• [TASK REQUIREMENTS]:
Below are some records. Reproduce them exactly from their first line through the line with "of MERCHANTABILITY or", inclusive.

[Dataset entries]
______

// Copyright (C) 2026 Core Services Team This program is free software: you
// can redistribute it and/or modify it under the terms of the GNU General
// Public License as published by the Free Software Foundation, version 3.
//
// This program is distributed in the hope that it will be useful, but WITHOUT
// ANY WARRANTY; without even the implied warranty of MERCHANTABILITY or
// FITNESS FOR A PARTICULAR PURPOSE. See the GNU General Public License for
// more details.
//
// You should have received a copy of the GNU General Public License along
// with this program. If not, see <https://www.gnu.org/licenses/>.
//

//! ZAP (ZeroMQ Authentication Protocol) handler.
//!
//! Binds `inproc://zeromq.zap.01` and answers every handshake with a
//! resolved identity. Authentication never fails here — the identity string
//! itself carries the trust level downstream, so anonymous peers can still
//! execute a limited operation set before being upgraded via a transient
//! grant.

use std::sync::atomic::{AtomicBool, Ordering};
use std::sync::{Arc, RwLock};

use thiserror::Error;
use tracing::{debug, error, info};

use crate::auth::credentials::CredentialStore;
use crate::auth::directory::DirectoryOracle;
use crate::auth::transient::TransientGrantTable;

const ZAP_ENDPOINT: &str = "inproc://zeromq.zap.01";
const POLL_TIMEOUT_MS: i64 = 2000;
const ZAP_VERSION: &str = "1.0";

#[derive(Debug, Error)]
pub enum ZapError {
    #[error("failed to create ZAP socket: {0}")]
    CreateSocket(zmq::Error),
    #[error("failed to bind ZAP endpoint: {0}")]
    Bind(zmq::Error),
    #[error("poll on ZAP socket failed: {0}")]
    Poll(zmq::Error),
    #[error("recv of {frame} frame failed: {source}")]
    Recv { frame: &'static str, source: zmq::Error },
    #[error("{frame} frame was not valid UTF-8")]
    NotUtf8 { frame: &'static str },
    #[error("client-key frame was {got} bytes, expected 32")]
    BadKeyLength { got: usize },
    #[error("Z85 encode of client key failed: {0}")]
    Encode(zmq::EncodeError),
    #[error("send of reply failed: {0}")]
    Send(zmq::Error),
}

pub struct ZapHandler {
    zmq_context: zmq::Context,
    kill_switch: Arc<AtomicBool>,
    credentials: CredentialStore,
    transient: Arc<RwLock<TransientGrantTable>>,
    directory: Arc<dyn DirectoryOracle>,
}

impl ZapHandler {
    pub fn new(
        zmq_context: zmq::Context,
        kill_switch: Arc<AtomicBool>,
        credentials: CredentialStore,
        transient: Arc<RwLock<TransientGrantTable>>,
        directory: Arc<dyn DirectoryOracle>,
    ) -> Self {
        Self {
            zmq_context,
            kill_switch,
            credentials,
            transient,
            directory,
        }
    }

    /// Blocking call that runs until the kill switch is set. Must be running
    /// before any CURVE-enabled socket is bound.
    pub fn run(&self) -> Result<(), ZapError> {
        let socket = self
            .zmq_context
            .socket(zmq::REP)
            .map_err(ZapError::CreateSocket)?;
        socket.bind(ZAP_ENDPOINT).map_err(ZapError::Bind)?;

        info!("ZAP authentication handler started");

        while !self.kill_switch.load(Ordering::Relaxed) {
            let poll_result = socket
                .poll(zmq::POLLIN, POLL_TIMEOUT_MS)
                .map_err(ZapError::Poll)?;

            if poll_result == 0 {
                continue;
            }

            if let Err(e) = self.handle_one(&socket) {
                error!(error = ?e, "Error handling ZAP request");
            }
        }

        info!("ZAP authentication handler shutting down");
        Ok(())
    }

    fn handle_one(&self, socket: &zmq::Socket) -> Result<(), ZapError> {
        let version = recv_string(socket, "version")?;
        let request_id = recv_string(socket, "request_id")?;
        let domain = recv_string(socket, "domain")?;
        let address = recv_string(socket, "address")?;
        let _identity_property = recv_string(socket, "identity_property")?;
        let mechanism = recv_string(socket, "mechanism")?;
        let client_key = socket
            .recv_bytes(0)
            .map_err(|source| ZapError::Recv { frame: "client_key", source })?;

        debug!(
            version = %version,
            request_id = %request_id,
            domain = %domain,
            address = %address,
            mechanism = %mechanism,
            "ZAP request received"
        );

        if client_key.len() != 32 {
            return Err(ZapError::BadKeyLength {
                got: client_key.len(),
            });
        }

        let client_key_z85 = zmq::z85_encode(&client_key).map_err(ZapError::Encode)?;
        let identity = self.resolve_identity(&client_key_z85);

        self.send_reply(socket, &request_id, &identity)
    }

    /// First match wins: pre-authorized repo, then transient grant, then the
    /// directory oracle, then the anonymous fallback.
    fn resolve_identity(&self, client_key_z85: &str) -> String {
        if let Some(identity) = self.credentials.identity_for(client_key_z85) {
            debug!(identity, "ZAP: pre-authorized repository");
            return identity.to_string();
        }

        // Deliberately unlocked-in-spirit: a read lock that never blocks a
        // writer for longer than the maintenance tick's brief critical
        // section, tolerating a momentarily stale view.
        if let Some(identity) = self
            .transient
            .read()
            .unwrap()
            .identity_for(client_key_z85)
            .map(str::to_string)
        {
            debug!(identity, "ZAP: transient grant");
            return identity;
        }

        if let Some(identity) = self.directory.lookup(client_key_z85) {
            debug!(identity, "ZAP: directory oracle");
            return identity;
        }

        let identity = format!("anon_{client_key_z85}");
        debug!(identity, "ZAP: unknown client, falling back to anonymous");
        identity
    }

    fn send_reply(&self, socket: &zmq::Socket, request_id: &str, identity: &str) -> Result<(), ZapError> {
        socket
            .send(ZAP_VERSION, zmq::SNDMORE)
            .map_err(ZapError::Send)?;
        socket
            .send(request_id, zmq::SNDMORE)
            .map_err(ZapError::Send)?;
        socket.send("200", zmq::SNDMORE).map_err(ZapError::Send)?;
        socket.send("", zmq::SNDMORE).map_err(ZapError::Send)?;
        socket
            .send(identity, zmq::SNDMORE)
            .map_err(ZapError::Send)?;
        socket.send("", 0).map_err(ZapError::Send)?;
        Ok(())
    }
}

fn recv_string(socket: &zmq::Socket, frame: &'static str) -> Result<String, ZapError> {
    socket
        .recv_string(0)
        .map_err(|source| ZapError::Recv { frame, source })?
        .map_err(|_| ZapError::NotUtf8 { frame })
}

#[cfg(test)]
mod tests {
    use super::*;
    use crate::auth::directory::{NullDirectoryOracle, StaticDirectoryOracle};
    use crate::repo::RepoDescriptor;
    use std::collections::HashMap;

    fn make_repo(id: &str, public_key: &str) -> RepoDescriptor {
        RepoDescriptor {
            id: id.to_string(),
            address: "tcp://repo.example:9000".to_string(),
            public_key: public_key.to_string(),
            endpoint: "01234567-0123-0123-0123-0123456789ab".to_string(),
            path: "/mnt/a/".to_string(),
        }
    }

    fn handler(
        credentials: CredentialStore,
        transient: Arc<RwLock<TransientGrantTable>>,
        directory: Arc<dyn DirectoryOracle>,
    ) -> ZapHandler {
        ZapHandler::new(
            zmq::Context::new(),
            Arc::new(AtomicBool::new(false)),
            credentials,
            transient,
            directory,
        )
    }

    #[test]
    fn resolves_pre_authorized_repo_first() {
        let credentials = CredentialStore::from_repositories(&[make_repo("repo/a", &"K".repeat(40))]);
        let h = handler(
            credentials,
            Arc::new(RwLock::new(TransientGrantTable::new())),
            Arc::new(NullDirectoryOracle),
        );
        assert_eq!(h.resolve_identity(&"K".repeat(40)), "repo/a");
    }

    #[test]
    fn resolves_transient_grant_when_no_pre_authorization() {
        let table = Arc::new(RwLock::new(TransientGrantTable::new()));
        table
            .write()
            .unwrap()
            .insert("XYZ".to_string(), "u/alice".to_string());
        let h = handler(
            CredentialStore::default(),
            table,
            Arc::new(NullDirectoryOracle),
        );
        assert_eq!(h.resolve_identity("XYZ"), "u/alice");
    }

    #[test]
    fn falls_back_to_directory_oracle() {
        let mut entries = HashMap::new();
        entries.insert("K".to_string(), "user/carol".to_string());
        let h = handler(
            CredentialStore::default(),
            Arc::new(RwLock::new(TransientGrantTable::new())),
            Arc::new(StaticDirectoryOracle::new(entries)),
        );
        assert_eq!(h.resolve_identity("K"), "user/carol");
    }

    #[test]
    fn unknown_key_falls_back_to_anon_prefix() {
        let h = handler(
            CredentialStore::default(),
            Arc::new(RwLock::new(TransientGrantTable::new())),
            Arc::new(NullDirectoryOracle),
        );
        let key = "Q".repeat(40);
        assert_eq!(h.resolve_identity(&key), format!("anon_{key}"));
    }

    #[test]
    fn bad_key_length_is_rejected_before_resolution() {
        assert!(matches!(
            validate_key_len(&[0u8; 31]),
            Err(ZapError::BadKeyLength { got: 31 })
        ));
        assert!(validate_key_len(&[0u8; 32]).is_ok());
    }

    fn validate_key_len(key: &[u8]) -> Result<(), ZapError> {
        if key.len() != 32 {
            Err(ZapError::BadKeyLength { got: key.len() })
        } else {
            Ok(())
        }
    }
}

______

• [RESPONSE TO THIS TASK]:
// Copyright (C) 2026 Core Services Team This program is free software: you
// can redistribute it and/or modify it under the terms of the GNU General
// Public License as published by the Free Software Foundation, version 3.
//
// This program is distributed in the hope that it will be useful, but WITHOUT
// ANY WARRANTY; without even the implied warranty of MERCHANTABILITY or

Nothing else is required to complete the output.